> To do: Output every line from the beginning of the records through the line that contains "a Spartan URL.", exactly as it appears.

Stored data entries
----------

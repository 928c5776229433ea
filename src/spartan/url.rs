//! `spartan://` URLs.

use std::fmt;
use std::net::{IpAddr, SocketAddr};
use std::str::FromStr;

use thiserror::Error;
use url::{Host, Url};

/// Port used when a URL does not name one.
pub const DEFAULT_PORT: u16 = 300;

/// Errors produced while parsing a Spartan URL.
#[derive(Debug, Error, PartialEq, Eq)]
pub enum UrlError {
    #[error("invalid URL: {0}")]
    Syntax(#[from] url::ParseError),

    #[error("must be a spartan URL, got scheme `{0}`")]
    WrongScheme(String),

    #[error("URL has no host")]
    MissingHost,

    #[error("spartan URLs cannot carry credentials")]
    Userinfo,

    #[error("{0} is not a valid port number")]
    InvalidPort(u16),
}

/// A validated `spartan://host[:port][/path][?query]` URL.
///
/// Construction is the only validation point: a `SpartanUrl` value always has
/// a host, a port in 1..=65535 and a path starting with `/`. Fragments are
/// dropped since they are never sent on the wire.
#[derive(Debug, Clone, PartialEq, Eq)]
pub struct SpartanUrl {
    host: String,
    port: u16,
    path: String,
    query: Option<String>,
}

impl SpartanUrl {
    /// Parses and validates `text`.
    ///
    /// ```
    /// # use spartoi::spartan::url::SpartanUrl;
    /// let url = SpartanUrl::parse("spartan://example.com").unwrap();
    /// assert_eq!(url.host(), "example.com");
    /// assert_eq!(url.port(), 300);
    /// assert_eq!(url.path(), "/");
    /// ```
    pub fn parse(text: &str) -> Result<Self, UrlError> {
        let url = Url::parse(text)?;

        // `Url` lowercases the scheme, so match it as written
        let scheme = text.split_once(':').map_or(text, |(scheme, _)| scheme);
        if scheme != "spartan" {
            return Err(UrlError::WrongScheme(scheme.to_string()));
        }
        if !url.username().is_empty() || url.password().is_some() {
            return Err(UrlError::Userinfo);
        }

        let host = match url.host() {
            Some(Host::Domain(d)) if !d.is_empty() => d.to_string(),
            Some(Host::Ipv4(addr)) => addr.to_string(),
            Some(Host::Ipv6(addr)) => addr.to_string(),
            _ => return Err(UrlError::MissingHost),
        };

        let port = match url.port() {
            Some(0) => return Err(UrlError::InvalidPort(0)),
            Some(port) => port,
            None => DEFAULT_PORT,
        };

        let path = if url.path().is_empty() {
            "/".to_string()
        } else {
            url.path().to_string()
        };

        Ok(Self {
            host,
            port,
            path,
            query: url.query().map(str::to_string),
        })
    }

    pub fn host(&self) -> &str {
        &self.host
    }

    pub fn port(&self) -> u16 {
        self.port
    }

    pub fn path(&self) -> &str {
        &self.path
    }

    pub fn query(&self) -> Option<&str> {
        self.query.as_deref()
    }

    /// The path and query as sent in the request line.
    pub fn request_target(&self) -> String {
        match &self.query {
            Some(query) => format!("{}?{}", self.path, query),
            None => self.path.clone(),
        }
    }

    /// The host as an IP address when it is a literal one.
    pub fn ip(&self) -> Option<IpAddr> {
        self.host.parse().ok()
    }

    /// The peer address for literal-IP hosts; `None` means the host must be
    /// resolved first.
    pub fn socket_addr(&self) -> Option<SocketAddr> {
        self.ip().map(|ip| SocketAddr::new(ip, self.port))
    }
}

impl FromStr for SpartanUrl {
    type Err = UrlError;

    fn from_str(s: &str) -> Result<Self, Self::Err> {
        Self::parse(s)
    }
}

impl fmt::Display for SpartanUrl {
    fn fmt(&self, f: &mut fmt::Formatter<'_>) -> fmt::Result {
        write!(f, "spartan://")?;
        if matches!(self.ip(), Some(IpAddr::V6(_))) {
            write!(f, "[{}]", self.host)?;
        } else {
            write!(f, "{}", self.host)?;
        }
        if self.port != DEFAULT_PORT {
            write!(f, ":{}", self.port)?;
        }
        write!(f, "{}", self.request_target())
    }
}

----------

> Task response:
repository 928c5776229433ea
filename src/spartan/url.rs
//! `spartan://` URLs.

use std::fmt;
use std::net::{IpAddr, SocketAddr};
use std::str::FromStr;

use thiserror::Error;
use url::{Host, Url};

/// Port used when a URL does not name one.
pub const DEFAULT_PORT: u16 = 300;

/// Errors produced while parsing a Spartan URL.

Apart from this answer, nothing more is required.